__WHAT YOU SHOULD DO__. Using the material below, print the line that contains "let mut i = start;", the line that contains "for marker in", and every line in between, exactly and nothing else.

--- DATA TO EXAMINE ---

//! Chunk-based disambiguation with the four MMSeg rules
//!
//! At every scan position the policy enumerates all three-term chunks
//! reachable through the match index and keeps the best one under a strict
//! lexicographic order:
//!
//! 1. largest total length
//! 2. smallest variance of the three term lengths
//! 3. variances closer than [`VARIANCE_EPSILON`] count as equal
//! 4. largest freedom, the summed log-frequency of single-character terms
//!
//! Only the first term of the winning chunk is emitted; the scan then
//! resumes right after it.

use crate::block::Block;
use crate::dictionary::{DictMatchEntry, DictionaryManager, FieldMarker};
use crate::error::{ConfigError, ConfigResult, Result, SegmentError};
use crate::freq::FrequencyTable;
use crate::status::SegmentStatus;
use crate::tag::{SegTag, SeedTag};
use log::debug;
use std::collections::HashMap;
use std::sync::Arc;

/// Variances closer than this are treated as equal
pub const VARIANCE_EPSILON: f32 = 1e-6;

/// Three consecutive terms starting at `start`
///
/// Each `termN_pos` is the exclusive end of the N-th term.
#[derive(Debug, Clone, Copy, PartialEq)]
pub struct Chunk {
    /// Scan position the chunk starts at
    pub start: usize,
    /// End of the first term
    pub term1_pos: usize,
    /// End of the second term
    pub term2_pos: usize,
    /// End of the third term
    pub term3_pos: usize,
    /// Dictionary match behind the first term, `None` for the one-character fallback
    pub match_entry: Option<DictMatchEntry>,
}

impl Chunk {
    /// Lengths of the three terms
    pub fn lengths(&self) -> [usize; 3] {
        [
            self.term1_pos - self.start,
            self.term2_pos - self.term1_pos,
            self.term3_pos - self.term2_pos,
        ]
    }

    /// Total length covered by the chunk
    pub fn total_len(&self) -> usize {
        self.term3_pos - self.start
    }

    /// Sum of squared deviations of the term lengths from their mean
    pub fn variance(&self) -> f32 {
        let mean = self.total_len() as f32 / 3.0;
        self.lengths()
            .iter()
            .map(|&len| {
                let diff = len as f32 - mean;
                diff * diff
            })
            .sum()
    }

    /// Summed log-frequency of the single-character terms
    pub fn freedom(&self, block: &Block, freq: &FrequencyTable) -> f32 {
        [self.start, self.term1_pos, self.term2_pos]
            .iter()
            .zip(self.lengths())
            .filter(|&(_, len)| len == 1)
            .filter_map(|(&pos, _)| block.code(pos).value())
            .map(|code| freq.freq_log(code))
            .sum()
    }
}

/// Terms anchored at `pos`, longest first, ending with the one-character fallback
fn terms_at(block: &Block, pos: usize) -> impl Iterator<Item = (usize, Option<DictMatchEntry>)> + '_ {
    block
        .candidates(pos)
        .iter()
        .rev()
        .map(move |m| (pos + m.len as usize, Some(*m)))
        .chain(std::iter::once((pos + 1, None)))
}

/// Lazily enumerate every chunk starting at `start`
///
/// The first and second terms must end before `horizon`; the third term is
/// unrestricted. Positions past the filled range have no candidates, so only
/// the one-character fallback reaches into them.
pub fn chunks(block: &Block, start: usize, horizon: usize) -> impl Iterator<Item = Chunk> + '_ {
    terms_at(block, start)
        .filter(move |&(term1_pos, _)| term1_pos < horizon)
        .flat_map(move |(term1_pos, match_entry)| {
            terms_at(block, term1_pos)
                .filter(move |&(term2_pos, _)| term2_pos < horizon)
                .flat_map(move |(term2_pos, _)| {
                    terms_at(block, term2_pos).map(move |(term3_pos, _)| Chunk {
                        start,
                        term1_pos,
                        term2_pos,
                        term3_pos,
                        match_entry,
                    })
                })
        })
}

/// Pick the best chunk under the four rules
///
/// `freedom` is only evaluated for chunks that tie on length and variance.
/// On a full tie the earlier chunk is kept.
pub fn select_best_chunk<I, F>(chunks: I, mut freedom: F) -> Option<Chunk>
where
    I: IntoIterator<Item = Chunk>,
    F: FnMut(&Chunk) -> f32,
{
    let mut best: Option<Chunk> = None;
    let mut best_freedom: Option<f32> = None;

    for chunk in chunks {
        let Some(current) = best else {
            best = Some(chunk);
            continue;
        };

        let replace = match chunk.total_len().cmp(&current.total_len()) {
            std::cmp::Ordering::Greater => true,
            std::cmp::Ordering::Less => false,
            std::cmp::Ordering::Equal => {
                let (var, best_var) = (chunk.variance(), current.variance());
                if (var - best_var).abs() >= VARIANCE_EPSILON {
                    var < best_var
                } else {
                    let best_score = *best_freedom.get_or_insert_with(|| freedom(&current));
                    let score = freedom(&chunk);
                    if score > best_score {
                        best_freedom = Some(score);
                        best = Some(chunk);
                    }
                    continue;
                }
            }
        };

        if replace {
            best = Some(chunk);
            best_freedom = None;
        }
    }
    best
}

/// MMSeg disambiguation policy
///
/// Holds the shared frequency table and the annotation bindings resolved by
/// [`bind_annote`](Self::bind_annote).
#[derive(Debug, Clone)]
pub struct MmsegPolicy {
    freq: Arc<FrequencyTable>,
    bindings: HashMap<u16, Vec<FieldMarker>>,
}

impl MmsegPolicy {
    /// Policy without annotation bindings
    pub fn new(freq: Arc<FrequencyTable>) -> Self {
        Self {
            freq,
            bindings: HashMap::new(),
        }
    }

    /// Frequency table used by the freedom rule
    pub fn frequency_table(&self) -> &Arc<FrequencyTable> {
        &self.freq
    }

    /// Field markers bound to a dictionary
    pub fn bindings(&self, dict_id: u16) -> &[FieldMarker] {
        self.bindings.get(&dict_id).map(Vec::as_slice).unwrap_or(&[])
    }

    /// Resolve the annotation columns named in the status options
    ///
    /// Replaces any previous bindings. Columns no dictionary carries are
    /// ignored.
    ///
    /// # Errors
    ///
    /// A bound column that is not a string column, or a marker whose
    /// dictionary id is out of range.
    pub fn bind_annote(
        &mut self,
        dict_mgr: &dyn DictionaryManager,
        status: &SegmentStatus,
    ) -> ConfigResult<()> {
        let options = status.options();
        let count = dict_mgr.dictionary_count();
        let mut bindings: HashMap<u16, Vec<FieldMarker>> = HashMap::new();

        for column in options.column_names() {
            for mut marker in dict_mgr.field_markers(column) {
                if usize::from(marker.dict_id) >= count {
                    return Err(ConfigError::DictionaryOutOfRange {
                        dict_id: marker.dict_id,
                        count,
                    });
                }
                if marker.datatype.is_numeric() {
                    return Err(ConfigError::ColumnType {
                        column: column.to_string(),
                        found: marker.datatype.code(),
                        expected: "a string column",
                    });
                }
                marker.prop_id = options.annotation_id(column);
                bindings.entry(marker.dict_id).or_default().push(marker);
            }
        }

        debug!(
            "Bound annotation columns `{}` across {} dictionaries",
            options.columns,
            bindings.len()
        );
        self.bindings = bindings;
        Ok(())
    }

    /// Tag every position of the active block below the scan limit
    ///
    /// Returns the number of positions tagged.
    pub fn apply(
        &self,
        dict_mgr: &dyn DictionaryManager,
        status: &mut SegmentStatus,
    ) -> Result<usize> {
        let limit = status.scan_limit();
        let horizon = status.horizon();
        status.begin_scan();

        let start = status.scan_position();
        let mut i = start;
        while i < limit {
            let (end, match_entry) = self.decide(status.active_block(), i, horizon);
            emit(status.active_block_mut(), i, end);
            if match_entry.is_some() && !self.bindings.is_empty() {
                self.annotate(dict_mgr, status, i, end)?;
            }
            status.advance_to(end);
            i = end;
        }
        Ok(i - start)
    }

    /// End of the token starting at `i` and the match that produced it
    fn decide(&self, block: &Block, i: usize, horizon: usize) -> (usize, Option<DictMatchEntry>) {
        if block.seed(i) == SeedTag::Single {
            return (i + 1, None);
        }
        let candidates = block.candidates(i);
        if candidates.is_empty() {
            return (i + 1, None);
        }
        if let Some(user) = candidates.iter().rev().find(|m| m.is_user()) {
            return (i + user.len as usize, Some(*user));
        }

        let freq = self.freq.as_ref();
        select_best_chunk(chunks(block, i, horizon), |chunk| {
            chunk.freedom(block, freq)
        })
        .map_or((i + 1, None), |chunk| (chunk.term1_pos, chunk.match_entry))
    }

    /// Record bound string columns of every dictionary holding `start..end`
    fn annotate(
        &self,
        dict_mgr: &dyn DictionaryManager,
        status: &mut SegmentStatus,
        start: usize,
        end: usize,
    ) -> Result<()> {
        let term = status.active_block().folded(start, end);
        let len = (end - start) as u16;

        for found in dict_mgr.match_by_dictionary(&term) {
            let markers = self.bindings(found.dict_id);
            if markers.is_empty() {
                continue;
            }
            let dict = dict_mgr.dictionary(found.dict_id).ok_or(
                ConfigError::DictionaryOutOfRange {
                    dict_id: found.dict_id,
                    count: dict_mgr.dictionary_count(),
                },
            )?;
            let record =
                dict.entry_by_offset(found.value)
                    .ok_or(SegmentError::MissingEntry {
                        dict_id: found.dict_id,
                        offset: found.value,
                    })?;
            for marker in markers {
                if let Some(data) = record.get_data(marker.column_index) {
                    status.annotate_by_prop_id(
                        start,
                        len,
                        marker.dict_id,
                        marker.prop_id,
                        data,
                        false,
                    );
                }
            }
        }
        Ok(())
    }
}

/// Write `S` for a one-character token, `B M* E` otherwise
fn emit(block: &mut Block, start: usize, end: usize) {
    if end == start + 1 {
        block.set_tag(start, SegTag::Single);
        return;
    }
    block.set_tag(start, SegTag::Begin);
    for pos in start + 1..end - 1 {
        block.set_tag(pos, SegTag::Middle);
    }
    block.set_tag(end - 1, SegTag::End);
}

---
--- DATA TO EXAMINE ---

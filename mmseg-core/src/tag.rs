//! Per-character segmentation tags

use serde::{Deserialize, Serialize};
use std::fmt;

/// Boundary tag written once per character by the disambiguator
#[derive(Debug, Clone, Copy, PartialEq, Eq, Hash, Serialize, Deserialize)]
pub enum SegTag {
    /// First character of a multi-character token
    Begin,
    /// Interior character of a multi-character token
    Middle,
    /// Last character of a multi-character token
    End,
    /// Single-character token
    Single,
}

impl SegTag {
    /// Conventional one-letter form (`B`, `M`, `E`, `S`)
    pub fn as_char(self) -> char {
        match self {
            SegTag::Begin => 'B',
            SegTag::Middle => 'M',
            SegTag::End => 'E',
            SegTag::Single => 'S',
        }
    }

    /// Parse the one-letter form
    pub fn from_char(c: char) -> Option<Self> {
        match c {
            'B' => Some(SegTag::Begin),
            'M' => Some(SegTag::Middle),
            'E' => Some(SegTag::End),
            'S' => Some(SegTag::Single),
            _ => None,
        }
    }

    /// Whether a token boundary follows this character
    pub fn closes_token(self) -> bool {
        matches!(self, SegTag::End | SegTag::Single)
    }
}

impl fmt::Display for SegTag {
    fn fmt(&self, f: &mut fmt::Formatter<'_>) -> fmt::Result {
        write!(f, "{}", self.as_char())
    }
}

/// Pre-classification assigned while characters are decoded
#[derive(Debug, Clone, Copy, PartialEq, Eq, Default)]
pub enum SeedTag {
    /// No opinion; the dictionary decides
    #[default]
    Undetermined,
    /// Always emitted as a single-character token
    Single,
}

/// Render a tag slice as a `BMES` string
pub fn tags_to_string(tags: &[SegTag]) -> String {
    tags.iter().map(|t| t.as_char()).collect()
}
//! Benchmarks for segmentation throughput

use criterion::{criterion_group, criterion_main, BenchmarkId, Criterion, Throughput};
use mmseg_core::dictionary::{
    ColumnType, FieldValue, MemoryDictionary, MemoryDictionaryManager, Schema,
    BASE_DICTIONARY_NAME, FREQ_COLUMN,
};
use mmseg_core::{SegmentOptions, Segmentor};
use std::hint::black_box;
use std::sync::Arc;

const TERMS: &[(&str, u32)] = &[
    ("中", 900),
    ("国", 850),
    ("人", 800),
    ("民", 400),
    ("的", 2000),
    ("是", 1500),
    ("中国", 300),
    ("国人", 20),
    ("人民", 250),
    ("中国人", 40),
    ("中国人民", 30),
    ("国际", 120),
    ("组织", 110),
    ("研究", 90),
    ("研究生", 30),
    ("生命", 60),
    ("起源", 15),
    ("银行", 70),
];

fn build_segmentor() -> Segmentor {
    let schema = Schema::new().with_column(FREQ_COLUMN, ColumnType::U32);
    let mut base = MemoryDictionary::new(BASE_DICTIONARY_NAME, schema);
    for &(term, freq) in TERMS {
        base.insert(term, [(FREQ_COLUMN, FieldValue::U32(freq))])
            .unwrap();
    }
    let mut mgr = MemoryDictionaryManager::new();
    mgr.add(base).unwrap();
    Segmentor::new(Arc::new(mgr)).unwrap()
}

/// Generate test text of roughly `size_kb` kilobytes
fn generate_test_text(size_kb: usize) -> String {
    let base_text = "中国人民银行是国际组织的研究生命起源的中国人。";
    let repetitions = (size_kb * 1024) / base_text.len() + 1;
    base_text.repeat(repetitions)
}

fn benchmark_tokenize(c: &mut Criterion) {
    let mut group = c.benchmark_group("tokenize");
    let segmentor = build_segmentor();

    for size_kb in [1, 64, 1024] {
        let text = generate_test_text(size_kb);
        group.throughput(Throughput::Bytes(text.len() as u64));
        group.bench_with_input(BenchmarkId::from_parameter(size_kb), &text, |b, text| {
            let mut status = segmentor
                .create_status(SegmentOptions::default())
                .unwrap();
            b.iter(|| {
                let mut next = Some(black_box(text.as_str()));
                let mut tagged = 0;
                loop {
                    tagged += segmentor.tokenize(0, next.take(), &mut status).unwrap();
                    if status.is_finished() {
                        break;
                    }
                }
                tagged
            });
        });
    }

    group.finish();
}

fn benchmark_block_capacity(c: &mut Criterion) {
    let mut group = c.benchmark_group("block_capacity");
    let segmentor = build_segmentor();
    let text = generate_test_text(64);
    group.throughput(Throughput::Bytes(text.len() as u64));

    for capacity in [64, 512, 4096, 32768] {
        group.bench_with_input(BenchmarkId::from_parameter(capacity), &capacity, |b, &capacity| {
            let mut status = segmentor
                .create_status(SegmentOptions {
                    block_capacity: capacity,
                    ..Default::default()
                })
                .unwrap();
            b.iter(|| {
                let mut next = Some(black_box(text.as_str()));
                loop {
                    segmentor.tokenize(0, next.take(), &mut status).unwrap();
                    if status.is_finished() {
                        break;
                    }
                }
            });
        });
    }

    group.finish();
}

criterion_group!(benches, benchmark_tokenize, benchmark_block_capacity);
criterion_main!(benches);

---

__ANSWER BOX__.
        let mut i = start;
        while i < limit {
            let (end, match_entry) = self.decide(status.active_block(), i, horizon);
            emit(status.active_block_mut(), i, end);
            if match_entry.is_some() && !self.bindings.is_empty() {
                self.annotate(dict_mgr, status, i, end)?;
            }
            status.advance_to(end);
            i = end;
        }
        Ok(i - start)
    }

    /// End of the token starting at `i` and the match that produced it
    fn decide(&self, block: &Block, i: usize, horizon: usize) -> (usize, Option<DictMatchEntry>) {
        if block.seed(i) == SeedTag::Single {
            return (i + 1, None);
        }
        let candidates = block.candidates(i);
        if candidates.is_empty() {
            return (i + 1, None);
        }
        if let Some(user) = candidates.iter().rev().find(|m| m.is_user()) {
            return (i + user.len as usize, Some(*user));
        }

        let freq = self.freq.as_ref();
        select_best_chunk(chunks(block, i, horizon), |chunk| {
            chunk.freedom(block, freq)
        })
        .map_or((i + 1, None), |chunk| (chunk.term1_pos, chunk.match_entry))
    }

    /// Record bound string columns of every dictionary holding `start..end`
    fn annotate(
        &self,
        dict_mgr: &dyn DictionaryManager,
        status: &mut SegmentStatus,
        start: usize,
        end: usize,
    ) -> Result<()> {
        let term = status.active_block().folded(start, end);
        let len = (end - start) as u16;

        for found in dict_mgr.match_by_dictionary(&term) {
            let markers = self.bindings(found.dict_id);
            if markers.is_empty() {
                continue;
            }
            let dict = dict_mgr.dictionary(found.dict_id).ok_or(
                ConfigError::DictionaryOutOfRange {
                    dict_id: found.dict_id,
                    count: dict_mgr.dictionary_count(),
                },
            )?;
            let record =
                dict.entry_by_offset(found.value)
                    .ok_or(SegmentError::MissingEntry {
                        dict_id: found.dict_id,
                        offset: found.value,
                    })?;
            for marker in markers {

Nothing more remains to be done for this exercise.